CUCC Expedition Handbook - Online systems

Expo Online Systems Overview

The online data system and webinterface is now large and complicated with a lot of aspects. This handbook section contains info at various levels: simple 'How to add stuff' information for the typical expoer, more detailed info for cloning it onto your own machine for more significant edits, and structural info on how it's all put together for people who want/need to change things.

We have an Overview Presentation (many parts out of date) on how the cave data, handbook and public website are constructed and managed. It contains material which will be merged into this online systems manual.

Updating the online systems - overview

Experts short cut

Short command-line instructions for updating the data on the server (using the expo laptop). This is a memory jog for experts, not beginners.

Autogenerated pages

Some key sections of the online webpages are autogenerated by troggle, and are not static files, so you have to edit the base data, not the generated file (e.g cave pages, QM (question mark) lists, expo members list, prospecting pages). All autogenerated files say 'This file is autogenerated - do not edit' at the top - so check for that before wasting time on changes that will just be overwritten

Using "Edit this page"

You can update the site via the troggle pages, by editing pages online via a browser ("Edit this page" on the menu on the left), by editing them on the server remotely, or by checking out the relevant part to your computer and editing it there. Which is best depends on your knowledge and what you want to do. For simple addition of cave or survey data troggle ("edit this page") is recommended. (For other edits it's best if you can edit the files directly but that means you either need to be on expo with the expo computer, or be able to check out a local copy using the version control system - see the Expo software and server maintenance manual. If neither of these apply then using the 'edit this page' button is fine.

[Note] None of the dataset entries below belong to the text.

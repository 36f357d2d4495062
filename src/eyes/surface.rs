use core::convert::Infallible;

use embedded_graphics::{
    pixelcolor::BinaryColor,
    prelude::{DrawTarget, OriginDimensions, Pixel, Point, Primitive, Size},
    primitives::{Circle, Ellipse, PrimitiveStyle, Rectangle},
    Drawable,
};

pub const CANVAS_WIDTH: u32 = 160;
pub const CANVAS_HEIGHT: u32 = 131;
pub const CANVAS_STRIDE: usize = (CANVAS_WIDTH as usize).div_ceil(8);
pub const CANVAS_BYTES: usize = CANVAS_STRIDE * CANVAS_HEIGHT as usize;

/// Eye-white color; pupils and lids use the opposite.
pub const EYE_WHITE: BinaryColor = BinaryColor::On;
pub const EYE_INK: BinaryColor = BinaryColor::Off;

/// Primitive fills an eye needs from its private buffer.
pub trait EyeSurface {
    fn fill(&mut self, color: BinaryColor);
    fn fill_circle(&mut self, center: Point, radius: u32, color: BinaryColor);
    fn fill_ellipse(&mut self, center: Point, radii: Size, color: BinaryColor);
    fn fill_rect(&mut self, area: Rectangle, color: BinaryColor);
}

/// Physical screen that accepts a finished eye buffer at a top-left offset.
pub trait DisplaySurface<S: ?Sized> {
    type Error: core::fmt::Debug;

    fn present(&mut self, origin: Point, surface: &S) -> Result<(), Self::Error>;
}

/// 1-bit off-screen buffer for one eye, rows packed LSB-first.
#[derive(Clone)]
pub struct EyeCanvas {
    buf: [u8; CANVAS_BYTES],
}

impl Default for EyeCanvas {
    fn default() -> Self {
        Self::new()
    }
}

impl EyeCanvas {
    pub const fn new() -> Self {
        Self {
            buf: [0; CANVAS_BYTES],
        }
    }

    pub fn pixel(&self, point: Point) -> Option<BinaryColor> {
        let (idx, mask) = Self::locate(point)?;
        Some(BinaryColor::from(self.buf[idx] & mask != 0))
    }

    /// Packed bits of row `y`; bit `x % 8` of byte `x / 8` is pixel `x`.
    pub fn row(&self, y: u32) -> Option<&[u8]> {
        if y >= CANVAS_HEIGHT {
            return None;
        }
        let start = y as usize * CANVAS_STRIDE;
        Some(&self.buf[start..start + CANVAS_STRIDE])
    }

    pub fn as_bytes(&self) -> &[u8] {
        &self.buf
    }

    pub fn count(&self, color: BinaryColor) -> usize {
        let on: usize = self.buf.iter().map(|b| b.count_ones() as usize).sum();
        match color {
            BinaryColor::On => on,
            BinaryColor::Off => (CANVAS_WIDTH * CANVAS_HEIGHT) as usize - on,
        }
    }

    fn locate(point: Point) -> Option<(usize, u8)> {
        if point.x < 0
            || point.y < 0
            || point.x >= CANVAS_WIDTH as i32
            || point.y >= CANVAS_HEIGHT as i32
        {
            return None;
        }
        let x = point.x as usize;
        let y = point.y as usize;
        Some((CANVAS_STRIDE * y + x / 8, 1 << (x % 8)))
    }
}

impl OriginDimensions for EyeCanvas {
    fn size(&self) -> Size {
        Size::new(CANVAS_WIDTH, CANVAS_HEIGHT)
    }
}

impl DrawTarget for EyeCanvas {
    type Color = BinaryColor;
    type Error = Infallible;

    fn draw_iter<It>(&mut self, pixels: It) -> core::result::Result<(), Self::Error>
    where
        It: IntoIterator<Item = Pixel<Self::Color>>,
    {
        for Pixel(point, color) in pixels {
            let Some((idx, mask)) = Self::locate(point) else {
                continue;
            };
            if color.is_on() {
                self.buf[idx] |= mask;
            } else {
                self.buf[idx] &= !mask;
            }
        }
        Ok(())
    }

    fn clear(&mut self, color: Self::Color) -> core::result::Result<(), Self::Error> {
        if color == BinaryColor::On {
            self.buf.fill(0xFF);
        } else {
            self.buf.fill(0x00);
        }
        Ok(())
    }
}

impl EyeSurface for EyeCanvas {
    fn fill(&mut self, color: BinaryColor) {
        let _ = self.clear(color);
    }

    fn fill_circle(&mut self, center: Point, radius: u32, color: BinaryColor) {
        let _ = Circle::with_center(center, radius * 2 + 1)
            .into_styled(PrimitiveStyle::with_fill(color))
            .draw(self);
    }

    fn fill_ellipse(&mut self, center: Point, radii: Size, color: BinaryColor) {
        let _ = Ellipse::with_center(center, Size::new(radii.width * 2 + 1, radii.height * 2 + 1))
            .into_styled(PrimitiveStyle::with_fill(color))
            .draw(self);
    }

    fn fill_rect(&mut self, area: Rectangle, color: BinaryColor) {
        let _ = area
            .into_styled(PrimitiveStyle::with_fill(color))
            .draw(self);
    }
}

It's important to understand that the pages you can edit by this method are stored in a distributed version control system (see below). This stops us losing data and makes it very hard for you to screw anything up permanently, so don't worry about making changes - they can always be reverted if there is a problem. It also means that several people can work on the site on different computers at once and normally merge their changes easily.

After doing this, you need to ask a nerd to finish the process fairly soon as the "Edit this page" mechanism does not tidy-up after itself properly. See these instructions for this tidy-up

Maintaining the status of new surveys being drawn up

This is managed in this years' folder in e.g.

expofiles/surveyscans/2018/
and is documented in the New Cave survey data entry manual pages.

DVCS - version control

We use a distributed revision control system (DVCS) for all the important data. On expo this means that many people can edit and merge their changes with the expo server in the Tatty Hut even if there is no internet access. Also anyone who is up to date with the Tatty Hut can take their laptop somewhere where there is internet access and update expo.survex.com - which will then get all the updates done by everyone on expo.

In principle, survey notes can be typed into a laptop up on the plateau which is then synchronised with the Tatty Hut on returning to base.

A DVCS is inefficient for scanned survey notes, which are large files that do not get modified, so they are kept as a plain directory of files 'expofiles'. The same goes for holiday photographs and GPS logs.

Troggle - what it is

Troggle is the software collection (not really a "package") based on Django originally intended to manage all expo data in a logical and accessible way and displaying it on the web.

Only a small part of troggle's original plan was fully implemented and deployed: that bit which re-formats HTML web pages (such as the Expo Handbook). Troggle creates the contents index on every page and provides the "Edit this page" capability and provides some help in creating online guidebook descriptions for the caves. (You can see "Edit this page" in the left hand menu of this page that you are reading if you are a logged-on user.)

Once you have edited the page you need to update the server's local repo copies, by ssh into the server and running hg update in the expoweb folder. Otherwise nobody else can use your changes via the repo mechanism even though they are pubished by the webserver

See the outdated Troggle page for a snapshot of development some years ago.